Con el pasar de los días se me fue olvidando lo que se sentía tipear en un teclado real, disfrutar de la vida en ashe-dé y que existen monitores de más de 3″. El hecho de tener el teléfono con plan de datos también significó que desarrollé una relación simbiótica con mi teléfono donde nos transformamos en uno solo y me llevaba al internet en mi bolsillo. Era casi tan mágico como cuando la gente preguntaba si el internet les cabía en un Diskette, solo que ahora no suena como una burrada sacada de un libro de chistes malos de capa 8, aunque aún faltaba el reencuentro con mi querido monitor.

Como los días corrían y mi monitor no llegaba, Oscar el rey de los reviews me ofreció uno para salir del paso y evitar que me diera artritis a los veinte años. Siendo un provinciano cuyos únicos puntos de referencia en santiago son Sym, pajaritos y la calle donde debo doblar al salir de escuela militar para llegar donde mi abuelo me sentí intimidado cuando me dice “toma la 505, bájate en plaza ñuñoa y camina al semáforo siguiente”. No me malentiendan, retardado no soy, pero si tengo que subirme a una micro las posibilidades de que de algún modo termine en la parte de atrás de un camión de gallinas jugando poker con un par de temporeras no son tan descabelladas.

Abrí Google Maps (ya que OVI Maps aún es un asco para buscar direcciones) y le dije que me llevara al punto acordado. Creo que no soy el único hombre que prefiere terminar en la frontera y confiar ciegamente en un mapa antes de preguntarle a la gente por puntos de referencia y demases. Para mi suerte la ruta era a prueba de Noirs, por lo que llegué sano y salvo a mi destino y retiré el preciado monitor para poder reconciliarme con mi computador de escritorio.

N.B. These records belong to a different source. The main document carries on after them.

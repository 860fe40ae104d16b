//! DOI Checker Core Library
//!
//! This library provides the core functionality for the doi-checker tool,
//! which probes a list of DOI-style identifiers against a resolver domain
//! and records the initial status, redirect target and final status of each.
//!
//! # Architecture
//!
//! The library is organized into the following modules:
//! - [`config`] - Run configuration, defaults and config-file loading
//! - [`input`] - Input loading and target URL construction
//! - [`probe`] - Two-hop HTTP resolution against the resolver
//! - [`output`] - Result line formatting and the shared append writer
//! - [`check`] - Stride-partitioned worker pool
//! - [`orchestrator`] - Wires everything together for one run

// Clippy lints - strict for library code
#![deny(clippy::unwrap_used)]
#![deny(clippy::expect_used)]
#![warn(clippy::pedantic)]
#![allow(clippy::module_name_repetitions)]

pub mod check;
pub mod config;
pub mod input;
pub mod orchestrator;
pub mod output;
pub mod probe;
#[cfg(test)]
pub mod test_support;
pub(crate) mod user_agent;

// Re-export commonly used types
pub use check::{CheckEngine, CheckStats, DEFAULT_WORKERS, EngineError, stride_indices};
pub use config::{CheckConfig, ConfigError, FileConfig, load_default_file_config, load_file_config};
pub use input::{InputError, RecordError, ResolverTarget, load_records, split_records};
pub use orchestrator::{RunError, run_check};
pub use output::{ResultWriter, WriteError, escape_field, format_line, unescape_field};
pub use probe::{ProbeError, ProbeResult, REDIRECT_SENTINEL_STATUS, ResolverClient};
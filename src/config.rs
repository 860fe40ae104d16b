//! Run configuration for the checker.
//!
//! [`CheckConfig`] is built once at startup from built-in defaults, an
//! optional config file ([`FileConfig`]) and command-line overrides, then
//! passed by reference into [`run_check`](crate::run_check).

use std::env;
use std::fs;
use std::path::{Path, PathBuf};
use std::time::Duration;

use anyhow::{Context, Result, anyhow, bail};
use thiserror::Error;

use crate::check::{DEFAULT_WORKERS, MAX_WORKERS, MIN_WORKERS};

/// Default input file, relative to the working directory.
pub const DEFAULT_INPUT_PATH: &str = "./csv/input.csv";

/// Default output file, relative to the working directory.
pub const DEFAULT_OUTPUT_PATH: &str = "./csv/output.csv";

/// Default resolver domain.
pub const DEFAULT_DOMAIN: &str = "dx.doi.org";

/// Default URL scheme for built target URLs.
pub const DEFAULT_SCHEME: &str = "https";

/// Default per-worker delay between requests (3 seconds).
pub const DEFAULT_DELAY_MS: u64 = 3_000;

/// Maximum per-worker delay (60 seconds).
pub const MAX_DELAY_MS: u64 = 60_000;

/// Default HTTP connect timeout (10 seconds).
pub const DEFAULT_CONNECT_TIMEOUT_SECS: u64 = 10;

/// Default total HTTP request timeout (30 seconds).
pub const DEFAULT_REQUEST_TIMEOUT_SECS: u64 = 30;

const MAX_TIMEOUT_SECS: u64 = 3_600;

/// Invalid configuration values.
#[derive(Debug, Error, PartialEq, Eq)]
pub enum ConfigError {
    /// Worker count outside the supported range.
    #[error("invalid worker count {value}: must be between {MIN_WORKERS} and {MAX_WORKERS}")]
    InvalidWorkers {
        /// The rejected value.
        value: usize,
    },

    /// Per-worker delay above the maximum.
    #[error("invalid delay {value_ms}ms: must be at most {MAX_DELAY_MS}ms")]
    InvalidDelay {
        /// The rejected value in milliseconds.
        value_ms: u64,
    },

    /// Timeout outside 1..=3600 seconds.
    #[error("invalid {field} {value}s: must be between 1 and {MAX_TIMEOUT_SECS} seconds")]
    InvalidTimeout {
        /// Name of the timeout setting.
        field: &'static str,
        /// The rejected value in seconds.
        value: u64,
    },

    /// Scheme other than `http` or `https`.
    #[error("invalid scheme '{value}': expected http or https")]
    InvalidScheme {
        /// The rejected scheme.
        value: String,
    },

    /// Domain is empty after trimming slashes and whitespace.
    #[error("resolver domain must not be empty")]
    EmptyDomain,
}

/// Complete configuration for one checker run.
#[derive(Debug, Clone, PartialEq, Eq)]
pub struct CheckConfig {
    /// File holding the `\r\n`-separated input records.
    pub input_path: PathBuf,
    /// File the result lines are appended to.
    pub output_path: PathBuf,
    /// URL scheme used for target URLs (`https` outside tests).
    pub scheme: String,
    /// Resolver domain, e.g. `dx.doi.org`.
    pub domain: String,
    /// Number of concurrent workers.
    pub workers: usize,
    /// Delay each worker waits between requests.
    pub delay: Duration,
    /// HTTP connect timeout.
    pub connect_timeout: Duration,
    /// Total HTTP request timeout.
    pub request_timeout: Duration,
}

impl Default for CheckConfig {
    fn default() -> Self {
        Self {
            input_path: PathBuf::from(DEFAULT_INPUT_PATH),
            output_path: PathBuf::from(DEFAULT_OUTPUT_PATH),
            scheme: DEFAULT_SCHEME.to_string(),
            domain: DEFAULT_DOMAIN.to_string(),
            workers: DEFAULT_WORKERS,
            delay: Duration::from_millis(DEFAULT_DELAY_MS),
            connect_timeout: Duration::from_secs(DEFAULT_CONNECT_TIMEOUT_SECS),
            request_timeout: Duration::from_secs(DEFAULT_REQUEST_TIMEOUT_SECS),
        }
    }
}

impl CheckConfig {
    /// Checks every value against the supported ranges.
    ///
    /// # Errors
    ///
    /// Returns the first [`ConfigError`] found.
    pub fn validate(&self) -> Result<(), ConfigError> {
        if !(MIN_WORKERS..=MAX_WORKERS).contains(&self.workers) {
            return Err(ConfigError::InvalidWorkers {
                value: self.workers,
            });
        }

        let delay_ms = u64::try_from(self.delay.as_millis()).unwrap_or(u64::MAX);
        if delay_ms > MAX_DELAY_MS {
            return Err(ConfigError::InvalidDelay { value_ms: delay_ms });
        }

        validate_timeout("connect timeout", self.connect_timeout)?;
        validate_timeout("request timeout", self.request_timeout)?;

        if !matches!(self.scheme.as_str(), "http" | "https") {
            return Err(ConfigError::InvalidScheme {
                value: self.scheme.clone(),
            });
        }

        if self.domain.trim().trim_matches('/').is_empty() {
            return Err(ConfigError::EmptyDomain);
        }

        Ok(())
    }

    /// Overlays values present in a config file onto this configuration.
    pub fn apply_file_config(&mut self, file: &FileConfig) {
        if let Some(input_path) = &file.input_path {
            self.input_path.clone_from(input_path);
        }
        if let Some(output_path) = &file.output_path {
            self.output_path.clone_from(output_path);
        }
        if let Some(scheme) = &file.scheme {
            self.scheme.clone_from(scheme);
        }
        if let Some(domain) = &file.domain {
            self.domain.clone_from(domain);
        }
        if let Some(workers) = file.workers {
            self.workers = workers;
        }
        if let Some(delay_ms) = file.delay_ms {
            self.delay = Duration::from_millis(delay_ms);
        }
        if let Some(secs) = file.connect_timeout_secs {
            self.connect_timeout = Duration::from_secs(secs);
        }
        if let Some(secs) = file.request_timeout_secs {
            self.request_timeout = Duration::from_secs(secs);
        }
    }
}

fn validate_timeout(field: &'static str, value: Duration) -> Result<(), ConfigError> {
    let secs = value.as_secs();
    if !(1..=MAX_TIMEOUT_SECS).contains(&secs) {
        return Err(ConfigError::InvalidTimeout { field, value: secs });
    }
    Ok(())
}

/// Values read from a `key = value` config file. Absent keys stay `None`.
#[derive(Debug, Clone, Default, PartialEq, Eq)]
pub struct FileConfig {
    pub input_path: Option<PathBuf>,
    pub output_path: Option<PathBuf>,
    pub scheme: Option<String>,
    pub domain: Option<String>,
    pub workers: Option<usize>,
    pub delay_ms: Option<u64>,
    pub connect_timeout_secs: Option<u64>,
    pub request_timeout_secs: Option<u64>,
}

/// Resolves the default config path.
///
/// Priority:
/// 1. `$XDG_CONFIG_HOME/doi-checker/config.toml`
/// 2. `$HOME/.config/doi-checker/config.toml`
#[must_use]
pub fn resolve_default_config_path() -> Option<PathBuf> {
    if let Some(xdg_config_home) = non_empty_env("XDG_CONFIG_HOME") {
        return Some(
            PathBuf::from(xdg_config_home)
                .join("doi-checker")
                .join("config.toml"),
        );
    }

    let home = non_empty_env("HOME")?;
    Some(
        PathBuf::from(home)
            .join(".config")
            .join("doi-checker")
            .join("config.toml"),
    )
}

fn non_empty_env(name: &str) -> Option<std::ffi::OsString> {
    env::var_os(name).filter(|value| !value.is_empty())
}

/// Loads the config file from the default location if one exists.
///
/// # Errors
///
/// Fails when the file exists but cannot be read or parsed.
pub fn load_default_file_config() -> Result<Option<FileConfig>> {
    let Some(path) = resolve_default_config_path() else {
        return Ok(None);
    };
    if !path.exists() {
        return Ok(None);
    }
    load_file_config(&path).map(Some)
}

/// Loads and parses a config file.
///
/// # Errors
///
/// Fails when the file cannot be read, has invalid syntax, or names an
/// unknown key.
pub fn load_file_config(path: &Path) -> Result<FileConfig> {
    let raw = fs::read_to_string(path)
        .with_context(|| format!("Failed to read config file '{}'", path.display()))?;
    parse_config_str(&raw)
        .with_context(|| format!("Failed to parse config file '{}'", path.display()))
}

fn parse_config_str(raw: &str) -> Result<FileConfig> {
    let mut cfg = FileConfig::default();
    for (line_index, raw_line) in raw.lines().enumerate() {
        let line = strip_comment(raw_line).trim();
        if line.is_empty() {
            continue;
        }
        let line_no = line_index + 1;

        let Some((raw_key, raw_value)) = line.split_once('=') else {
            bail!("Invalid config syntax on line {line_no}: expected key = value");
        };

        let key = raw_key.trim();
        let value = raw_value.trim();
        let invalid = || format!("Invalid `{key}` value on line {line_no}");

        match key {
            "input_path" => {
                cfg.input_path = Some(PathBuf::from(
                    quoted_string(value).with_context(invalid)?,
                ));
            }
            "output_path" => {
                cfg.output_path = Some(PathBuf::from(
                    quoted_string(value).with_context(invalid)?,
                ));
            }
            "scheme" => cfg.scheme = Some(quoted_string(value).with_context(invalid)?),
            "domain" => cfg.domain = Some(quoted_string(value).with_context(invalid)?),
            "workers" => {
                cfg.workers = Some(unsigned(value).with_context(invalid)?);
            }
            "delay_ms" => cfg.delay_ms = Some(unsigned(value).with_context(invalid)?),
            "connect_timeout_secs" => {
                cfg.connect_timeout_secs = Some(unsigned(value).with_context(invalid)?);
            }
            "request_timeout_secs" => {
                cfg.request_timeout_secs = Some(unsigned(value).with_context(invalid)?);
            }
            unknown => {
                bail!("Unknown configuration key: '{unknown}' on line {line_no}");
            }
        }
    }
    Ok(cfg)
}

/// Cuts a trailing `# comment`, ignoring `#` inside double quotes.
fn strip_comment(line: &str) -> &str {
    let mut quoted = false;
    let cut = line.char_indices().find_map(|(index, ch)| {
        if ch == '"' {
            quoted = !quoted;
        }
        (ch == '#' && !quoted).then_some(index)
    });
    cut.map_or(line, |index| &line[..index])
}

fn quoted_string(value: &str) -> Result<String> {
    value
        .strip_prefix('"')
        .and_then(|inner| inner.strip_suffix('"'))
        .map(str::to_owned)
        .ok_or_else(|| anyhow!("expected a double-quoted string, got `{value}`"))
}

/// Parses a non-negative integer and narrows it to the field's type.
fn unsigned<T: TryFrom<u64>>(value: &str) -> Result<T> {
    let parsed: u64 = value
        .parse()
        .with_context(|| format!("expected a non-negative integer, got `{value}`"))?;
    T::try_from(parsed).map_err(|_| anyhow!("{parsed} is out of range"))
}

El llegar a casa y conectar todos los cables fue como cuando finalmente te compras tu primer PC y dejas de usar ese olidata fabricado con saldos de fábrica que tus padres compraron creyendo que era lo mejor por ser “de marca”. Mi primera impresión al volver a sentarme en el escritorio fue “wow, esta pantalla es E N O R M E“, a pesar de que era de 19” como mi monitor anterior. Coincidentemente habían hecho fideos de almuerzo ese día y pude celebrar terminar mi travesía cuerdo comiendo lo más parecido al ramen que había en la despensa y agradeciendo a todas las divinidades por  haber inventado los Smartphones. Estoy seguro que jamás volveré a darle una oportunidad a un dumbphone de ser mi teléfono principal a menos que tenga una cantidad grosera de netbooks y smartbooks para utilizar en caso de que mi PC vuelva a morir.

¿Y ustedes, tienen alguna historia de amor con su gadget favorito?